● Work item: Output only the lines below that start at the line containing "buffer creation parameters." and end at the line containing "pub struct BufferDescriptor", with both ends kept.

● Task input:
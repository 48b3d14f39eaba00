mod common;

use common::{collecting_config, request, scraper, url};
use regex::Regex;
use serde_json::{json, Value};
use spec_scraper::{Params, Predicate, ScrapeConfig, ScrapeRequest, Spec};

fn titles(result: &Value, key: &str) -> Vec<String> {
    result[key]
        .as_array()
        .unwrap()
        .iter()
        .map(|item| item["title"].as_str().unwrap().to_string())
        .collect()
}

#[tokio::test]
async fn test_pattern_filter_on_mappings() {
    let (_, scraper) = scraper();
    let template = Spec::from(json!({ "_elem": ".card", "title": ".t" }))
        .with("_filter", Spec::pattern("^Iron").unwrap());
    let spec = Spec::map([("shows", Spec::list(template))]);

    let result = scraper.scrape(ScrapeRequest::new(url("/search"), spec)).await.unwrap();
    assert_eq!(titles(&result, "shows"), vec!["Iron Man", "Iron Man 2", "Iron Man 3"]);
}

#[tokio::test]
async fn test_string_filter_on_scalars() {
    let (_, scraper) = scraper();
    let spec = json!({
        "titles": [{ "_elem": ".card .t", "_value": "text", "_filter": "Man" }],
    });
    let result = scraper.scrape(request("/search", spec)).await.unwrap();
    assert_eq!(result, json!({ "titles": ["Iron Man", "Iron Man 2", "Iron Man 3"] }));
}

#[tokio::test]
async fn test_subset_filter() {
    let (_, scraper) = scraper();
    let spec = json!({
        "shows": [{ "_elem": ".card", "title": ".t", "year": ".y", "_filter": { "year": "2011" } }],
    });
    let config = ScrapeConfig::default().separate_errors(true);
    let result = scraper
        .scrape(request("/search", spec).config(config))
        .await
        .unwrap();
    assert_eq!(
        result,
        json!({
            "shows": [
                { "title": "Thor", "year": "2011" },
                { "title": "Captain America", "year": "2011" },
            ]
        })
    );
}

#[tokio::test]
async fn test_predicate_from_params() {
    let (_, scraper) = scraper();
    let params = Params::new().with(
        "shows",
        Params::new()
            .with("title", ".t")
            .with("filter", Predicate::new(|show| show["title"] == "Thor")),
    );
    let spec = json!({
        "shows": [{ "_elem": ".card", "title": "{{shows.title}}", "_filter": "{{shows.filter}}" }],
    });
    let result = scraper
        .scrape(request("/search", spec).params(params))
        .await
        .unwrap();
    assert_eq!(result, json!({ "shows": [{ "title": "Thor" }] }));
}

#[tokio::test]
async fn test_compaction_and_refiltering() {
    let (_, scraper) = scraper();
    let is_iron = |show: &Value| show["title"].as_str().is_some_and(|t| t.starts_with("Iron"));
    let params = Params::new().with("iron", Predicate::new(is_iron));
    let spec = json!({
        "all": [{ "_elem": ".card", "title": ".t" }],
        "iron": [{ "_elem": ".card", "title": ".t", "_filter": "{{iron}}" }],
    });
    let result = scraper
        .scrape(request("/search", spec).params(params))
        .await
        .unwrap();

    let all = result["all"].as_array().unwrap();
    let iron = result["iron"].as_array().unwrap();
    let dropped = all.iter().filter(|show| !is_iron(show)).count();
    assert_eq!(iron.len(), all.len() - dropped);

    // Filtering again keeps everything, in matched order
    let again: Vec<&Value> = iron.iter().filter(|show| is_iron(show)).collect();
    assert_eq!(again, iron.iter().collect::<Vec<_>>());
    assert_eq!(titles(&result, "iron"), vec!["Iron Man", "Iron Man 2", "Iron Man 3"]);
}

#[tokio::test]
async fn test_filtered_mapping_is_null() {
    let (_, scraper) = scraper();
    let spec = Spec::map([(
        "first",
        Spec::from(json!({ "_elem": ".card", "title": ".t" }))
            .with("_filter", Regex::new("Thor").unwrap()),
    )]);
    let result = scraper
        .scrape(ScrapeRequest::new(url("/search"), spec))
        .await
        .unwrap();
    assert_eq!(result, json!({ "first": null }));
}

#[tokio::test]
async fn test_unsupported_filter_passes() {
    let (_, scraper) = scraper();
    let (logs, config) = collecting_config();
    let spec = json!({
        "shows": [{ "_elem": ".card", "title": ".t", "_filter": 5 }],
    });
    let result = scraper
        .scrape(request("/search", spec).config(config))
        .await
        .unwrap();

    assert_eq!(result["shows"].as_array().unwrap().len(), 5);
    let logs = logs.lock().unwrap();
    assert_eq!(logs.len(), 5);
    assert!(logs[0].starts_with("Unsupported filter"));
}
* * *
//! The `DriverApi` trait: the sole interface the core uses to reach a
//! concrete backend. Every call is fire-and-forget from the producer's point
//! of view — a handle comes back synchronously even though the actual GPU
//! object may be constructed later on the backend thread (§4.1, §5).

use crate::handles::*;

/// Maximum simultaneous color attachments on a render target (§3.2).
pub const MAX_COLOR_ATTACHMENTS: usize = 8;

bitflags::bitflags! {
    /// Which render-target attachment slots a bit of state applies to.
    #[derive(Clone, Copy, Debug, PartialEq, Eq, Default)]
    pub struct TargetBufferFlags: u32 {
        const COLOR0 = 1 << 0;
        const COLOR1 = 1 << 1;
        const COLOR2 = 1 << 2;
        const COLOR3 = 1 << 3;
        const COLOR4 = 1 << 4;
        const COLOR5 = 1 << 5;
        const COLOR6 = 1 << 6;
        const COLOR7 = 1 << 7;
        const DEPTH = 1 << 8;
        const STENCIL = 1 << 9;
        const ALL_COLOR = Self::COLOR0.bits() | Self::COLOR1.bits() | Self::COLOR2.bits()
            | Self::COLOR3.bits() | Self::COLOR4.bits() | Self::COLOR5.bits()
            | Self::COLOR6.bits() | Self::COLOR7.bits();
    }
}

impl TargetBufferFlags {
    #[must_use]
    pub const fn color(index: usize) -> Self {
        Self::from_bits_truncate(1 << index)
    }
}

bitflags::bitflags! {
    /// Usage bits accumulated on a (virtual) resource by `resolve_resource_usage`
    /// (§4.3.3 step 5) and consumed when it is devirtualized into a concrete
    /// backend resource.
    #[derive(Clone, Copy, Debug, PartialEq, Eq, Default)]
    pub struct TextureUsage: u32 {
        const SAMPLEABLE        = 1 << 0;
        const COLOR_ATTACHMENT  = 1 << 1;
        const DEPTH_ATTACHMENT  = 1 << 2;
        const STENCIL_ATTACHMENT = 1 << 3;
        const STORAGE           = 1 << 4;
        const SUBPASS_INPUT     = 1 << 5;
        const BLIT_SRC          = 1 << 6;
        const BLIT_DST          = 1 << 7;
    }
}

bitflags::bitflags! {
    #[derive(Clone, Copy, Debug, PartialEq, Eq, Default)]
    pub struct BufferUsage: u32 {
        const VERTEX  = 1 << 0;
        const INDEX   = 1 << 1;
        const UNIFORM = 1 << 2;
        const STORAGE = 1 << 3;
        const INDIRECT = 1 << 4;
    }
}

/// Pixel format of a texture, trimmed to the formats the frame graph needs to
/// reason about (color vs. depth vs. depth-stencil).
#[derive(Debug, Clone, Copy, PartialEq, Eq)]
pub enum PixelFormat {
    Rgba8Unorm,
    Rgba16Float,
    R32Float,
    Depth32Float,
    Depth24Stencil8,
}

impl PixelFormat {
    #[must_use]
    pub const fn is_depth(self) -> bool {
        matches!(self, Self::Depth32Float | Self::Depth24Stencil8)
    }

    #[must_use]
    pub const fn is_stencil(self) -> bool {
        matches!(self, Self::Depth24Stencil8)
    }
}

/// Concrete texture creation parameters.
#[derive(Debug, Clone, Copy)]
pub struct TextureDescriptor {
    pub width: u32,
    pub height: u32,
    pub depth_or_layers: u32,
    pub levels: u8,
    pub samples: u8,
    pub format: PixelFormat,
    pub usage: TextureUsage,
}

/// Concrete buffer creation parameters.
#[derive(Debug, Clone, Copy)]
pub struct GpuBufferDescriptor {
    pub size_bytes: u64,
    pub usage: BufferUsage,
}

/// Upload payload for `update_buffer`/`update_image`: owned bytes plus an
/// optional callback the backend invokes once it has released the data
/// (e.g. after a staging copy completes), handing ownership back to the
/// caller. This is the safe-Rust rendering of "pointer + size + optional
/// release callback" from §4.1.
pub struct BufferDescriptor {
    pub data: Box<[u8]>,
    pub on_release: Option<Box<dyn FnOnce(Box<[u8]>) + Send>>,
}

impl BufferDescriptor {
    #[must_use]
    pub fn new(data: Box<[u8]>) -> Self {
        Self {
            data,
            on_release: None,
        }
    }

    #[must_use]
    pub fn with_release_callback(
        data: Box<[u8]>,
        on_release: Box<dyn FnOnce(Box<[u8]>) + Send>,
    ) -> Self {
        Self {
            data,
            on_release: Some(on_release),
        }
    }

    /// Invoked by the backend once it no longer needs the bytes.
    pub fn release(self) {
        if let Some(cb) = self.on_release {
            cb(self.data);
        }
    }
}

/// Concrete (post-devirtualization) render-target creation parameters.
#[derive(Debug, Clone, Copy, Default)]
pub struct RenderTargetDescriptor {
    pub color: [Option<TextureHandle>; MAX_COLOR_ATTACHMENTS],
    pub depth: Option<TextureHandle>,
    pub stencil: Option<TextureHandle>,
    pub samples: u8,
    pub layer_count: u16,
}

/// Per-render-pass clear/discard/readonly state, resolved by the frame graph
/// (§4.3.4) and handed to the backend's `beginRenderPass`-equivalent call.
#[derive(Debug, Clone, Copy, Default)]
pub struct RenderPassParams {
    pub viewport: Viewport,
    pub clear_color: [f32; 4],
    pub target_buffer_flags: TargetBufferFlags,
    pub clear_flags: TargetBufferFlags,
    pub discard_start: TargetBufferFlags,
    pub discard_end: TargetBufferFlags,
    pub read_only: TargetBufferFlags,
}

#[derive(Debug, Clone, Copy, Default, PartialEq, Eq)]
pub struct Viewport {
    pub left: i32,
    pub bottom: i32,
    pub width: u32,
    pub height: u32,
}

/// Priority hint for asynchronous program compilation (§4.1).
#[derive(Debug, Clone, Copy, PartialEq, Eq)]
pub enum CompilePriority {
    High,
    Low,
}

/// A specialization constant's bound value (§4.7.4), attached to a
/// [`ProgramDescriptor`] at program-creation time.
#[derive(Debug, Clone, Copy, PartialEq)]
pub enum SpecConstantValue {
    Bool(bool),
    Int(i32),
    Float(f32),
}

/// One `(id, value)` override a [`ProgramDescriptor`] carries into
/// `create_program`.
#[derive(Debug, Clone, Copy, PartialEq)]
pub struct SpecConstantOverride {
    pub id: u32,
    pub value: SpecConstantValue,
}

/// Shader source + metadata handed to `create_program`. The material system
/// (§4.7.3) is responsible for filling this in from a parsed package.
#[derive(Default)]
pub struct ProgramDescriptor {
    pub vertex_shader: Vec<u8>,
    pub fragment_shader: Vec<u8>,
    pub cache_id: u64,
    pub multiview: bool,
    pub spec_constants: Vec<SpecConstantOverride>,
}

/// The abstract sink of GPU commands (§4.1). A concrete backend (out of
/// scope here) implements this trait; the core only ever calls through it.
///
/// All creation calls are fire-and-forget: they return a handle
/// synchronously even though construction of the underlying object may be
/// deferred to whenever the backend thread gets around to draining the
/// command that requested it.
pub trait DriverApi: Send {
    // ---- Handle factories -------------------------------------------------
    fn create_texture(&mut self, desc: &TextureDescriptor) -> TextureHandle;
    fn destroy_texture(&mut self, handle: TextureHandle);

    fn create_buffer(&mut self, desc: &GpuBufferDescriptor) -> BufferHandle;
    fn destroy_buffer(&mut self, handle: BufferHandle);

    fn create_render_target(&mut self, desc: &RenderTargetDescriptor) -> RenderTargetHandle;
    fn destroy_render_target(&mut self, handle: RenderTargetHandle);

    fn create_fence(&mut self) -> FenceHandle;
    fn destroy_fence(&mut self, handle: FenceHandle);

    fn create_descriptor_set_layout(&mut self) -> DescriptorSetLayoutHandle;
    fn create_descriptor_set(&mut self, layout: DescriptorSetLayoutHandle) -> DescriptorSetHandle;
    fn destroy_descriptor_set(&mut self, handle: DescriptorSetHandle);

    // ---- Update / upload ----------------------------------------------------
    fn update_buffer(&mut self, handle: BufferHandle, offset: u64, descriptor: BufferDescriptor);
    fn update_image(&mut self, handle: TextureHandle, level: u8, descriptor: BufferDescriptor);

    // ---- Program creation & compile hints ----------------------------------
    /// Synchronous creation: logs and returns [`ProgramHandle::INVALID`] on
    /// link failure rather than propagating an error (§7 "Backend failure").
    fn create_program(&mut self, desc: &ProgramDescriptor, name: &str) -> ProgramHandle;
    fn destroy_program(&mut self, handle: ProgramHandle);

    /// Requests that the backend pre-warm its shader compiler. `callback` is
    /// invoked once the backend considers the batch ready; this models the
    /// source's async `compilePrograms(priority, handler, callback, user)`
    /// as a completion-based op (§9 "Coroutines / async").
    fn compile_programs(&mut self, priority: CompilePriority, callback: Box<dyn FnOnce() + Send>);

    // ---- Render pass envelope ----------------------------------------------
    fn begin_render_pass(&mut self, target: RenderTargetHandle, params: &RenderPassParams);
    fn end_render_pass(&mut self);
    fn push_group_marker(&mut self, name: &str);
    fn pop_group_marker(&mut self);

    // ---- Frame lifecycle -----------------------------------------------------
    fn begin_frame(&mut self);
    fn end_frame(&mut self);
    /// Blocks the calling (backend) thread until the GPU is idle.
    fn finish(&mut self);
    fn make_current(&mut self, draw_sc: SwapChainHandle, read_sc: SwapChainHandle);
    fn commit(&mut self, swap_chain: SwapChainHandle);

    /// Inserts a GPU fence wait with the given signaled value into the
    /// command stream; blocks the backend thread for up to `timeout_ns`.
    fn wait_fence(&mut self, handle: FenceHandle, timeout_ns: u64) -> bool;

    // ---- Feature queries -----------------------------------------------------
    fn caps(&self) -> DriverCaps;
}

● Solution below:
/// Concrete buffer creation parameters.
#[derive(Debug, Clone, Copy)]
pub struct GpuBufferDescriptor {
    pub size_bytes: u64,
    pub usage: BufferUsage,
}

/// Upload payload for `update_buffer`/`update_image`: owned bytes plus an
/// optional callback the backend invokes once it has released the data
/// (e.g. after a staging copy completes), handing ownership back to the
/// caller. This is the safe-Rust rendering of "pointer + size + optional
/// release callback" from §4.1.
pub struct BufferDescriptor {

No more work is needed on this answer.